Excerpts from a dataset
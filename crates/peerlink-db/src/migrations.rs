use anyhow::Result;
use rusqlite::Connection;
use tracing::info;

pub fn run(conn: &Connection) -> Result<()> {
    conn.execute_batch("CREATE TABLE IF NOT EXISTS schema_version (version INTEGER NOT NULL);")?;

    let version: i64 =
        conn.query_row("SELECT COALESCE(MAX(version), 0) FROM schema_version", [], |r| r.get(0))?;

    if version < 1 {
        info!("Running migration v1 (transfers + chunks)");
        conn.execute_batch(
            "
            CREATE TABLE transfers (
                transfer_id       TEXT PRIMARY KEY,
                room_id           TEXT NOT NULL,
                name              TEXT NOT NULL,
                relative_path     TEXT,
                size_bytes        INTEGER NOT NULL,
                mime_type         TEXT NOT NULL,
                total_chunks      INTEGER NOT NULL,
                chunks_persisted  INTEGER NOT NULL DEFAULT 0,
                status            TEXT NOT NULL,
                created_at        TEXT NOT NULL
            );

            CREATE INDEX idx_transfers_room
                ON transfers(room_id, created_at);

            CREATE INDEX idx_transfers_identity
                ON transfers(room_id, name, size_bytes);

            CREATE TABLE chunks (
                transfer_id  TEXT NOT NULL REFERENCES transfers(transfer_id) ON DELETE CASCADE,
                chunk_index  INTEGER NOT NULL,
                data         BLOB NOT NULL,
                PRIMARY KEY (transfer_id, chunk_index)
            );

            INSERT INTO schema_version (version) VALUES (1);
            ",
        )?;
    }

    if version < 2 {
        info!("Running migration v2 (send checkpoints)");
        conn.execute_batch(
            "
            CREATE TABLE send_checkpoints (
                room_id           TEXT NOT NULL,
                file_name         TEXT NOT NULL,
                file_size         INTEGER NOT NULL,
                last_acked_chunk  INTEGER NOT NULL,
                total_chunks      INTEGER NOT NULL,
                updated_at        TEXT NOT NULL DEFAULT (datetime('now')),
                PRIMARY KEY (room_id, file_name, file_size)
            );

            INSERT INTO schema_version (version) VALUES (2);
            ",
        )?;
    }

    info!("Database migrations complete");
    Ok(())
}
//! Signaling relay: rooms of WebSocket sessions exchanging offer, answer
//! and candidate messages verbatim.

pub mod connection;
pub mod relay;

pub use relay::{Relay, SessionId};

▶ [TASK GOAL] Taking the records above as input, show every line in which the word "Running" is present.

▶ [SOLUTION TO THE EXERCISE]
        info!("Running migration v1 (transfers + chunks)");
        info!("Running migration v2 (send checkpoints)");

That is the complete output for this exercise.